● **What needs to be done**:
Filter the material below so that only lines containing "filename" remain.

*** The data ***

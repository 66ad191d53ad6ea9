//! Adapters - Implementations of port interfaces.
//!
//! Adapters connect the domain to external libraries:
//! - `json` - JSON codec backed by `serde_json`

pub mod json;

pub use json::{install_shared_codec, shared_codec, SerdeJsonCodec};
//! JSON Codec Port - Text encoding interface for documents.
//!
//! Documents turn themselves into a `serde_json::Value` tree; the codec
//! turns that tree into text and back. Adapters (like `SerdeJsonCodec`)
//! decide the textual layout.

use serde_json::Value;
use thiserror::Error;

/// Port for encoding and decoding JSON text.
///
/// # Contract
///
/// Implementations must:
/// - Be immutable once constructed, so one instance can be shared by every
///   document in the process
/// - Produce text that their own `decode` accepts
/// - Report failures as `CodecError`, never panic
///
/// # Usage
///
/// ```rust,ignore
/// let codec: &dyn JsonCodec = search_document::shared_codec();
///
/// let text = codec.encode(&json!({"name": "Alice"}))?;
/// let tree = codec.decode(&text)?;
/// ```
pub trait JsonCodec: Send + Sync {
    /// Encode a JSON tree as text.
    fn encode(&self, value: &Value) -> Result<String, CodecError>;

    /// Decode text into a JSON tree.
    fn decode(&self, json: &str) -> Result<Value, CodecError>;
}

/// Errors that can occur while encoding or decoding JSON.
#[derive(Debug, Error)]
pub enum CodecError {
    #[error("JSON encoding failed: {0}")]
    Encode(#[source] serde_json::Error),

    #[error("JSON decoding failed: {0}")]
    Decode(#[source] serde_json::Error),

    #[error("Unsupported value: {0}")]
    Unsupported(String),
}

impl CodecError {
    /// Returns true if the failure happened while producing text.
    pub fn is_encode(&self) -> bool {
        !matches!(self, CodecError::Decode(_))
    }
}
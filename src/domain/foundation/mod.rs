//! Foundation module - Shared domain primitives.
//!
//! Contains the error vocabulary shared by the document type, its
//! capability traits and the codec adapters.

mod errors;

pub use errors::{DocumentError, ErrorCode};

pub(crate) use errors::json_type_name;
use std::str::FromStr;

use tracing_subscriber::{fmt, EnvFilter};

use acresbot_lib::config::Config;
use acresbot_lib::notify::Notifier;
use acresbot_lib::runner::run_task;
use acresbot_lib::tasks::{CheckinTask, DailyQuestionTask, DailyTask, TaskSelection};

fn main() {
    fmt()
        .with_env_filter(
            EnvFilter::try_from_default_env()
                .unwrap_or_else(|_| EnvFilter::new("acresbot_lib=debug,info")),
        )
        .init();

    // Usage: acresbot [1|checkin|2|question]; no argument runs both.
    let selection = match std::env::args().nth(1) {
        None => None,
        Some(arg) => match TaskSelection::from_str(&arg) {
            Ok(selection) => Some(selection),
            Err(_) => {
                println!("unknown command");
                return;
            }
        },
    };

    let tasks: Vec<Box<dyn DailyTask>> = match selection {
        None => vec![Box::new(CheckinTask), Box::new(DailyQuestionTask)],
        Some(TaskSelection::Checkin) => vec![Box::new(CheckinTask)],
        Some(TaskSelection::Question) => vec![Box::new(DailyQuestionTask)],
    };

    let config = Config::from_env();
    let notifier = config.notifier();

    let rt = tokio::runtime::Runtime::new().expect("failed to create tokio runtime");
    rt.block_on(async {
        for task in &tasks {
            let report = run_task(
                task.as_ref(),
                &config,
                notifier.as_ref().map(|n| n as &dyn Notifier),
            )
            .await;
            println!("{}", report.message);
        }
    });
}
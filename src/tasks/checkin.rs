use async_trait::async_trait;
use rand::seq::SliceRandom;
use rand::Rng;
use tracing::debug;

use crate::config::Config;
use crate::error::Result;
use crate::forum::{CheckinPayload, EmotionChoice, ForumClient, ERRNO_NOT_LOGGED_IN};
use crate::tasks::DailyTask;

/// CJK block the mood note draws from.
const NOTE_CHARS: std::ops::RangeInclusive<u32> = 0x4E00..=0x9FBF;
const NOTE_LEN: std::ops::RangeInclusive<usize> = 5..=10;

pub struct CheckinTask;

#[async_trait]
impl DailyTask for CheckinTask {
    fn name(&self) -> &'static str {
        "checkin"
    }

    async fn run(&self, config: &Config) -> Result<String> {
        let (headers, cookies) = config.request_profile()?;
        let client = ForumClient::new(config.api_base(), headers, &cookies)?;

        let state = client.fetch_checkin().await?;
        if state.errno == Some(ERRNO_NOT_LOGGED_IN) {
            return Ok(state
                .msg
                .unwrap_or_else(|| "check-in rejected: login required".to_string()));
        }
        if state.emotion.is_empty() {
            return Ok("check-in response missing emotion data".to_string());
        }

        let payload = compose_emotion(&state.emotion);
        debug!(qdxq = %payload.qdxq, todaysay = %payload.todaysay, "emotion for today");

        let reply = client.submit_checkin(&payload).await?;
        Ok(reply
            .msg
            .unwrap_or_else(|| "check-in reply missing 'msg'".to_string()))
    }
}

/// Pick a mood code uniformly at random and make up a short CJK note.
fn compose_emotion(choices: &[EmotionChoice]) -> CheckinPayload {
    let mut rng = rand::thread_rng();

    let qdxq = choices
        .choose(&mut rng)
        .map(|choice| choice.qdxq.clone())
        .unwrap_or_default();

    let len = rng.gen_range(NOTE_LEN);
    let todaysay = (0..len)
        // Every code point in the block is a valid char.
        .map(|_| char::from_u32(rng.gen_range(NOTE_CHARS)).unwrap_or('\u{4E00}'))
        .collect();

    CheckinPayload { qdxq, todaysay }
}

*** End of The data ***
*** The data ***

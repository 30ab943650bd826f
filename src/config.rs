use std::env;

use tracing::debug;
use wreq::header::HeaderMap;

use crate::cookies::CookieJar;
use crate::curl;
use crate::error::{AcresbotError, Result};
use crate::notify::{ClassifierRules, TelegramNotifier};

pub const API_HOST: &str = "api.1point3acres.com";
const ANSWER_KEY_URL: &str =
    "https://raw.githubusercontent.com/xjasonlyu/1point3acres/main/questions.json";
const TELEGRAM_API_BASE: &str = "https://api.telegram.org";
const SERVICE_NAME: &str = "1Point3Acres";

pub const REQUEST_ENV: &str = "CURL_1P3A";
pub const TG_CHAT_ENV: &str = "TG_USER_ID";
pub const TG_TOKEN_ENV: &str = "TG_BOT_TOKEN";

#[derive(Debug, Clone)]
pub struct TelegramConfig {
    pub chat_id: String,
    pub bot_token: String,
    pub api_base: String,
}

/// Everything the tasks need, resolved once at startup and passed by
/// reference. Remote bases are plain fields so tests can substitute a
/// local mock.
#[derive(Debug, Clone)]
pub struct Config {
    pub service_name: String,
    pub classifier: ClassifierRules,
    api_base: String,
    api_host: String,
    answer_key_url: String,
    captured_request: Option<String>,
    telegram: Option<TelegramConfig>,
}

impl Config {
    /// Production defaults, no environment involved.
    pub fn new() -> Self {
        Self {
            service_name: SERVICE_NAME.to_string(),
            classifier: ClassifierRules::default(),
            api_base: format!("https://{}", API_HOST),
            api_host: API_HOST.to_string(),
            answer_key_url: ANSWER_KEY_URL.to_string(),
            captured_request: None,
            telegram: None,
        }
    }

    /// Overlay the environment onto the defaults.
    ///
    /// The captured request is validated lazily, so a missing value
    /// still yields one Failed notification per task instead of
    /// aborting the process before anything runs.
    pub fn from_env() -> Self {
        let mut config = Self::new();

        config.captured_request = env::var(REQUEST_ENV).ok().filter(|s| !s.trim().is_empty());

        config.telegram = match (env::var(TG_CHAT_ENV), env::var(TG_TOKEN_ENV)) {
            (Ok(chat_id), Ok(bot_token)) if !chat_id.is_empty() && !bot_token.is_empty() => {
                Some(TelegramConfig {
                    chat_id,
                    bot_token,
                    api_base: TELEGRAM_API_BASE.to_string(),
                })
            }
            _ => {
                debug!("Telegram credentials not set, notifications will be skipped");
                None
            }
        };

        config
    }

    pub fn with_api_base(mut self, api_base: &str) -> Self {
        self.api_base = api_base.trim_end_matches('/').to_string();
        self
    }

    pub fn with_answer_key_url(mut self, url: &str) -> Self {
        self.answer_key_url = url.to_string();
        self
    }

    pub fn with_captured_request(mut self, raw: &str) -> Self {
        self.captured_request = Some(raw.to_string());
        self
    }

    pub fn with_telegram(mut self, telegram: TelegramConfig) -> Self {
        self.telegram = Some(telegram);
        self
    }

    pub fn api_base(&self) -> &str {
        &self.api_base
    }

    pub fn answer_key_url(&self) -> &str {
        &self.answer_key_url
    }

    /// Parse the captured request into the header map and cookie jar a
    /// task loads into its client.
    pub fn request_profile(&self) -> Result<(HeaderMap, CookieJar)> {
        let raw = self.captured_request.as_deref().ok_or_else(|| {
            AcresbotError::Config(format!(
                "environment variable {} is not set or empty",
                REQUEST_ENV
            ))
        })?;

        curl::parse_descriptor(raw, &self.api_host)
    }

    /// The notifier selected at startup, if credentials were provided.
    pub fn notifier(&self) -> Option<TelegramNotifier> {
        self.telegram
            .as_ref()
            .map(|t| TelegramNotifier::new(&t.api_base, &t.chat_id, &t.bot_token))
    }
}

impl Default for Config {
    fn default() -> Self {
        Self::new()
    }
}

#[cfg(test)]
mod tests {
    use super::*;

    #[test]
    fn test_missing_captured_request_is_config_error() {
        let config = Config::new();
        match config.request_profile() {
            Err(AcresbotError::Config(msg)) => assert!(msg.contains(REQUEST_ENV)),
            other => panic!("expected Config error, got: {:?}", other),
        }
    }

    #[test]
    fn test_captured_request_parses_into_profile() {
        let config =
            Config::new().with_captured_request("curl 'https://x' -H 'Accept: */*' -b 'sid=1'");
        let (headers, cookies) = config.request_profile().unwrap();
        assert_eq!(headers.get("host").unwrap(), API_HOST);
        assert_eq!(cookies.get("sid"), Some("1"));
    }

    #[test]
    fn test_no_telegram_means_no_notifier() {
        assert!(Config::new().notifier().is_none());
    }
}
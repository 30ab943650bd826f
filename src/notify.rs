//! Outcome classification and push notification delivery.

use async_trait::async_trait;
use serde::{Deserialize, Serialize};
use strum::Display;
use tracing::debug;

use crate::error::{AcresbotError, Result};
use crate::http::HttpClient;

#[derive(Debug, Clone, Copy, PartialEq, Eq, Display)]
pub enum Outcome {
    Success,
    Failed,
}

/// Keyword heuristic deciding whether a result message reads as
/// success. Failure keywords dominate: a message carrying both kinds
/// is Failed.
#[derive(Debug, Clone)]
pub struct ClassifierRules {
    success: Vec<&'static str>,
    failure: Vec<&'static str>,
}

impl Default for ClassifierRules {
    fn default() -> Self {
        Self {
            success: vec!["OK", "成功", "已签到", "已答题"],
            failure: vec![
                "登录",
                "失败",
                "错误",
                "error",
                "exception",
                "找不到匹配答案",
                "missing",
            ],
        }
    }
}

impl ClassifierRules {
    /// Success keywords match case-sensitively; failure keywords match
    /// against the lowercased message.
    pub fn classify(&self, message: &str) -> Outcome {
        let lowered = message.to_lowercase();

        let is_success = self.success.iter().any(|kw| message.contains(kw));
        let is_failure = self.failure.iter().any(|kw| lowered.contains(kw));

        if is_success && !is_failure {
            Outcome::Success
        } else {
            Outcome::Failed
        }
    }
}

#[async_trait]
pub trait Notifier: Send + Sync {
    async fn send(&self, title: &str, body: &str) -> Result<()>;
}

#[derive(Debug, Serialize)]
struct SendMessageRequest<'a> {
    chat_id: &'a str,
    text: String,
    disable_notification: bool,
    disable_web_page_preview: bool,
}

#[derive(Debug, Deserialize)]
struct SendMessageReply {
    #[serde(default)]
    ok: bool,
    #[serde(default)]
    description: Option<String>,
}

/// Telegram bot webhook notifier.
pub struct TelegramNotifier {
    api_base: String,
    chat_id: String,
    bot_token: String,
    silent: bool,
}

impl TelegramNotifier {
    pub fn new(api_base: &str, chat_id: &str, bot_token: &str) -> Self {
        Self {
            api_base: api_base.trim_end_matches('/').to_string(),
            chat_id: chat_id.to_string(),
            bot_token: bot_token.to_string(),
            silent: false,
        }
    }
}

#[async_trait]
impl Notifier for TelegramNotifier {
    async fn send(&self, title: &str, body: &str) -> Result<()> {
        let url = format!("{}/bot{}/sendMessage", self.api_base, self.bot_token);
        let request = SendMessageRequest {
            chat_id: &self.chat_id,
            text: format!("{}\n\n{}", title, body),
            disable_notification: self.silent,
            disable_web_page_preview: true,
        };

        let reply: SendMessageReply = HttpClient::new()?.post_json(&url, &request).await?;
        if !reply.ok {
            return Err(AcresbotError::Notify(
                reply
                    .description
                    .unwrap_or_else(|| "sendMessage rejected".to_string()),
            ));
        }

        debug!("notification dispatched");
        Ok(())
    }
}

*** End of The data ***

● **Result**:
filename src/domain/foundation/mod.rs
filename src/tasks/checkin.rs
filename src/config.rs
filename src/notify.rs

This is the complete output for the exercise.